To derive the formula for the surface area (SA) of a rectangular pyramid using the given net, we start by identifying the components involved.
- The base of the pyramid is a rectangle, and its area is represented as \( A_{\text{base}} \).
- There are two triangular faces labeled as face 1 and face 2, with their areas represented as \( A_{\text{face 1}} \) and \( A_{\text{face 2}} \).

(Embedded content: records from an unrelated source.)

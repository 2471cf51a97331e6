use std::convert::Infallible;
use std::sync::Arc;

use axum::Json;
use axum::extract::State;
use axum::extract::rejection::JsonRejection;
use axum::http::HeaderName;
use axum::response::sse::{Event, Sse};
use axum::response::{IntoResponse, Response};
use futures::{StreamExt, stream};
use serde_json::{Value, json};
use tokio::sync::mpsc;
use tokio::time::Instant;
use tokio_stream::wrappers::ReceiverStream;
use tracing::{debug, info};

use crate::agent::ChatAgent;
use crate::error::ChatError;
use crate::protocol::{ChatRequestBody, STREAM_DONE, UI_MESSAGE_STREAM_HEADER, UiEvent};
use crate::state::AppState;
use crate::tools::ToolRegistry;

const EVENT_BUFFER: usize = 64;

/// `POST /api/chat`: answers the last user message as a stream of UI events.
pub async fn chat(
    State(state): State<Arc<AppState>>,
    body: Result<Json<ChatRequestBody>, JsonRejection>,
) -> Result<Response, ChatError> {
    let Json(body) = body.map_err(|rejection| ChatError::BadRequest(rejection.body_text()))?;
    if body.messages.is_empty() {
        return Err(ChatError::BadRequest(
            "`messages` must contain at least one message".to_string(),
        ));
    }

    let settings = &state.settings;
    let deadline = Instant::now() + settings.request_timeout;
    debug!(messages = body.messages.len(), "chat request");

    let registry = ToolRegistry::sql_tools(Arc::clone(&state.database));
    let agent = ChatAgent::new(
        Arc::clone(&state.model),
        registry,
        settings.max_steps,
        &body.messages,
    );

    let run = tokio::time::timeout_at(deadline, agent.start())
        .await
        .map_err(|_| ChatError::Timeout(settings.request_timeout))??;
    info!(message_id = %run.message_id(), "streaming chat response");

    let (events, receiver) = mpsc::channel(EVENT_BUFFER);
    tokio::spawn(run.drive(events, deadline));

    Ok(ui_message_stream(receiver))
}

/// Wraps received events in an SSE response terminated by `[DONE]`.
pub fn ui_message_stream(receiver: mpsc::Receiver<UiEvent>) -> Response {
    let events = ReceiverStream::new(receiver)
        .map(|event| Ok::<Event, Infallible>(sse_event(&event)))
        .chain(stream::once(async {
            Ok::<Event, Infallible>(Event::default().data(STREAM_DONE))
        }));

    (
        [(HeaderName::from_static(UI_MESSAGE_STREAM_HEADER), "v1")],
        Sse::new(events),
    )
        .into_response()
}

fn sse_event(event: &UiEvent) -> Event {
    let data = serde_json::to_string(event).unwrap_or_else(|err| {
        json!({"type": "error", "errorText": err.to_string()}).to_string()
    });
    Event::default().data(data)
}

/// `GET /health`
pub async fn health() -> Json<Value> {
    Json(json!({
        "status": "ok",
        "version": env!("CARGO_PKG_VERSION"),
    }))
}
//! Tools the model may call during a chat request.

use std::sync::Arc;

use ai::{HashMap, Tool, Value, create_tool, json};
use async_trait::async_trait;
use db::{Database, DatabaseResult, SCHEMA_DDL};
use thiserror::Error;
use tracing::{debug, warn};

pub const DB_TOOL: &str = "db";
pub const SCHEMA_TOOL: &str = "schema";

pub const NO_RESULTS: &str = "No results found.";
pub const DB_ERROR_PREFIX: &str = "❌ Database Error: ";

/// The call could not be executed at all. Database failures are not reported
/// this way; they become a normal tool output the model can read.
#[derive(Debug, Clone, PartialEq, Eq, Error)]
pub enum ToolError {
    #[error("unknown tool `{0}`")]
    Unknown(String),

    #[error("invalid input for tool `{tool}`: {reason}")]
    InvalidInput { tool: String, reason: String },
}

#[async_trait]
pub trait ToolExecutor: Send + Sync + std::fmt::Debug {
    async fn execute(&self, input: &Value) -> Result<String, ToolError>;
}

#[derive(Debug, Clone)]
struct RegisteredTool {
    tool: Tool,
    executor: Arc<dyn ToolExecutor>,
}

/// Tool definitions offered to the model together with their executors.
#[derive(Debug, Clone, Default)]
pub struct ToolRegistry {
    registered: Vec<RegisteredTool>,
}

impl ToolRegistry {
    #[must_use]
    pub fn new() -> Self {
        Self::default()
    }

    /// The `db` and `schema` tools over `database`.
    #[must_use]
    pub fn sql_tools(database: Arc<dyn Database>) -> Self {
        let mut registry = Self::new();
        registry.register(db_tool(), DbTool::new(database));
        registry.register(schema_tool(), SchemaTool);
        registry
    }

    pub fn register(&mut self, tool: Tool, executor: impl ToolExecutor + 'static) {
        self.registered.retain(|r| r.tool.function.name != tool.function.name);
        self.registered.push(RegisteredTool {
            tool,
            executor: Arc::new(executor),
        });
    }

    #[must_use]
    pub fn tools(&self) -> Vec<Tool> {
        self.registered.iter().map(|r| r.tool.clone()).collect()
    }

    pub async fn call(&self, name: &str, input: &Value) -> Result<String, ToolError> {
        let registered = self
            .registered
            .iter()
            .find(|r| r.tool.function.name == name)
            .ok_or_else(|| ToolError::Unknown(name.to_string()))?;

        debug!(tool = name, %input, "executing tool");
        registered.executor.execute(input).await
    }
}

fn parameters(schema: Value) -> HashMap<String, Value> {
    match schema {
        Value::Object(map) => map.into_iter().collect(),
        _ => HashMap::new(),
    }
}

#[must_use]
pub fn db_tool() -> Tool {
    create_tool(
        DB_TOOL,
        "Call this tool to query the database",
        parameters(json!({
            "type": "object",
            "properties": {
                "query": {
                    "type": "string",
                    "description": "The SQL query to be ran",
                },
            },
            "required": ["query"],
        })),
    )
}

#[must_use]
pub fn schema_tool() -> Tool {
    create_tool(
        SCHEMA_TOOL,
        "Call this tool to get the database schema",
        parameters(json!({
            "type": "object",
            "properties": {},
        })),
    )
}

/// Runs the model's SQL and renders rows as text.
#[derive(Debug)]
pub struct DbTool {
    database: Arc<dyn Database>,
}

impl DbTool {
    #[must_use]
    pub fn new(database: Arc<dyn Database>) -> Self {
        Self { database }
    }
}

#[async_trait]
impl ToolExecutor for DbTool {
    async fn execute(&self, input: &Value) -> Result<String, ToolError> {
        let query = input
            .get("query")
            .and_then(Value::as_str)
            .filter(|query| !query.trim().is_empty())
            .ok_or_else(|| ToolError::InvalidInput {
                tool: DB_TOOL.to_string(),
                reason: "`query` must be a non-empty string".to_string(),
            })?;

        match self.database.get_results(query).await {
            Ok(result) => Ok(format_rows(&result)),
            Err(err) => {
                warn!(%query, error = %err, "query failed");
                Ok(format_db_error(&err.to_string()))
            }
        }
    }
}

#[derive(Debug)]
pub struct SchemaTool;

#[async_trait]
impl ToolExecutor for SchemaTool {
    async fn execute(&self, _input: &Value) -> Result<String, ToolError> {
        Ok(SCHEMA_DDL.to_string())
    }
}

/// One line per row, each `column: value` pair separated by `, `.
#[must_use]
pub fn format_rows(result: &DatabaseResult) -> String {
    if result.is_empty() {
        return NO_RESULTS.to_string();
    }

    result
        .records()
        .map(|record| {
            record
                .into_iter()
                .map(|(column, value)| format!("{column}: {}", display_value(value)))
                .collect::<Vec<_>>()
                .join(", ")
        })
        .collect::<Vec<_>>()
        .join("\n")
}

#[must_use]
pub fn format_db_error(message: &str) -> String {
    let message = message.trim();
    let message = if message.is_empty() {
        "Unknown error occurred."
    } else {
        message
    };
    format!("{DB_ERROR_PREFIX}{message}")
}

/// Keeps each row on one line: embedded line breaks are escaped.
fn display_value(value: &Value) -> String {
    match value {
        Value::String(text) => text.replace('\r', "\\r").replace('\n', "\\n"),
        other => other.to_string(),
    }
}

- Since the arrangement seems to describe a rectangular pyramid, where each triangular face corresponds to the edges of the rectangle forming the sides of the pyramid, we can determine the contribution to the surface area from each of these components.
The surface area (SA) of the rectangular pyramid can be calculated by adding together the area of the base and the areas of the triangular faces. Since there are typically two triangular faces of each type (face 1 and face 2) in a rectangular pyramid (one on each side), we can summarize the surface area formula as follows:
\[ SA = A_{\text{base}} + 2 \times A_{\text{face 1}} + 2 \times A_{\text{face 2}} \]
Therefore, the correct response is:
SA = Abase + 2×Aface 1 + 2×Aface 2
This formula accounts for the base area once and the triangular face areas twice, confirming that there are two of each triangular face type due to their positions around the rectangular base.